Yeah, Mike, on the wireline side, the legacy pricing pressures that you questioned about, I mean, obviously we're seeing the pressure both from volume and a pricing standpoint. It's not really dissimilar to what we've seen in the past few courses, but that's going to continue as customers continue to transition to fiber-based services. That's why we have been rolling out more fiber, as you know, in our OneFiber initiative, which that are going to give us more opportunities to sell into those customers as they move off of legacy products. And our fiber build has continued to gain momentum, increased it a little bit in third quarter of over 1,500 route miles a month on average in the quarter. So we're getting to a good momentum there, and that will open up additional opportunities for us as we go forward to replace those legacy volumes.
Matt, any comment just on the wireline assets, anything out there that might be interesting?
No, I think we've done a good job over the years, and when you look at the assets we have now, they fit within the portfolio. Obviously, if anything comes up, we continue to look, but nothing major that we see immediately in front of us there.
Great. Thank you, guys.
Yeah, thanks, Matt. Hey, look, that's all the time we have for questions today. Before we end the call, I want to hand it back over to Hans for a few closing comments.

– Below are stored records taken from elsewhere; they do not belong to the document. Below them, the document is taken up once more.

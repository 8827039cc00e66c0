//! Kernel functions for SVM

pub mod gaussian;
pub mod polynomial;
pub mod traits;

pub use self::gaussian::*;
pub use self::polynomial::*;
pub use self::traits::*;

use crate::core::{Result, SVMError};

/// Kernel chosen at runtime, e.g. from command-line arguments
#[derive(Debug, Clone, Copy, PartialEq)]
pub enum KernelFunction {
    Polynomial(PolynomialKernel),
    Gaussian(GaussianKernel),
}

impl KernelFunction {
    /// Resolve a kernel from its family name and numeric arguments
    ///
    /// `"polynomial"` takes `[dimension, offset]`, `"gauss"` takes `[sigma]`.
    ///
    /// # Examples
    /// ```
    /// use ksvm::kernel::{Kernel, KernelFunction};
    ///
    /// let kernel = KernelFunction::from_name("gauss", &[0.5]).unwrap();
    /// assert_eq!(kernel.name(), "gauss-0.5");
    /// assert!(KernelFunction::from_name("sigmoid", &[1.0]).is_err());
    /// ```
    pub fn from_name(name: &str, args: &[f64]) -> Result<Self> {
        match name {
            "polynomial" => match args {
                [dimension, offset] => Ok(Self::Polynomial(PolynomialKernel::new(
                    *dimension, *offset,
                ))),
                _ => Err(SVMError::Configuration(format!(
                    "polynomial kernel takes 2 arguments (dimension, offset), got {}",
                    args.len()
                ))),
            },
            "gauss" => match args {
                [sigma] if *sigma > 0.0 => Ok(Self::Gaussian(GaussianKernel::new(*sigma))),
                [sigma] => Err(SVMError::InvalidParameter(format!(
                    "sigma must be positive, got {sigma}"
                ))),
                _ => Err(SVMError::Configuration(format!(
                    "gauss kernel takes 1 argument (sigma), got {}",
                    args.len()
                ))),
            },
            other => Err(SVMError::Configuration(format!(
                "Cannot recognize kernel type: {other}"
            ))),
        }
    }
}

impl Kernel for KernelFunction {
    fn compute(&self, x: &[f64], y: &[f64]) -> Result<f64> {
        match self {
            Self::Polynomial(kernel) => kernel.compute(x, y),
            Self::Gaussian(kernel) => kernel.compute(x, y),
        }
    }

    fn name(&self) -> String {
        match self {
            Self::Polynomial(kernel) => kernel.name(),
            Self::Gaussian(kernel) => kernel.name(),
        }
    }
}

impl From<PolynomialKernel> for KernelFunction {
    fn from(kernel: PolynomialKernel) -> Self {
        Self::Polynomial(kernel)
    }
}

impl From<GaussianKernel> for KernelFunction {
    fn from(kernel: GaussianKernel) -> Self {
        Self::Gaussian(kernel)
    }
}

#[cfg(test)]
mod tests {
    use super::*;

    #[test]
    fn test_from_name_polynomial() {
        let kernel = KernelFunction::from_name("polynomial", &[2.0, 1.0]).unwrap();
        assert_eq!(kernel, KernelFunction::Polynomial(PolynomialKernel::new(2.0, 1.0)));
        assert_eq!(kernel.name(), "polynomial-2-1");
        assert_eq!(kernel.compute(&[1.0], &[1.0]).unwrap(), 4.0);
    }

    #[test]
    fn test_from_name_gauss() {
        let kernel = KernelFunction::from_name("gauss", &[1.5]).unwrap();
        assert_eq!(kernel.name(), "gauss-1.5");
        assert_eq!(kernel.compute(&[2.0], &[2.0]).unwrap(), 1.0);
    }

    #[test]
    fn test_from_name_errors() {
        assert!(matches!(
            KernelFunction::from_name("linear", &[]),
            Err(SVMError::Configuration(_))
        ));
        assert!(matches!(
            KernelFunction::from_name("polynomial", &[2.0]),
            Err(SVMError::Configuration(_))
        ));
        assert!(matches!(
            KernelFunction::from_name("gauss", &[1.0, 2.0]),
            Err(SVMError::Configuration(_))
        ));
        assert!(matches!(
            KernelFunction::from_name("gauss", &[-1.0]),
            Err(SVMError::InvalidParameter(_))
        ));
    }
}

A quick summary. As I said in the beginning, I'm satisfied how the team have executed our strategy in this quarter. We continue to execute well on our network, 4G and 5G, and one fiber, as Matt talked about. Our customer-centric model is starting to pay off big time with concerted offerings in the market, both for Verizon Business Group, Verizon Media Group, and Verizon Consumer Group. You continue to see us hammering on the leadership in 5G, very important for us. A lot of headway or a lot of progress in this quarter, especially now, 15 markets up, 13 NFL stadiums, a couple of arenas that host both hockey and basketball as well, and 5G Home coming out. So continue... progress there we have more to do in the fourth quarter which is exciting and then of course we continue with the discipline in the financial environment that we are in and executing very carefully but also taking opportunities when we see them in the marketplace so all in all I'm pleased with the quarter and we are happy with the momentum that we're creating going into the fourth quarter so thank you very much for being on the call today thanks everyone thank you
Ladies and gentlemen, this does conclude the conference call for today. Thank you for your participation and for using Verizon Conference Services. You may now disconnect.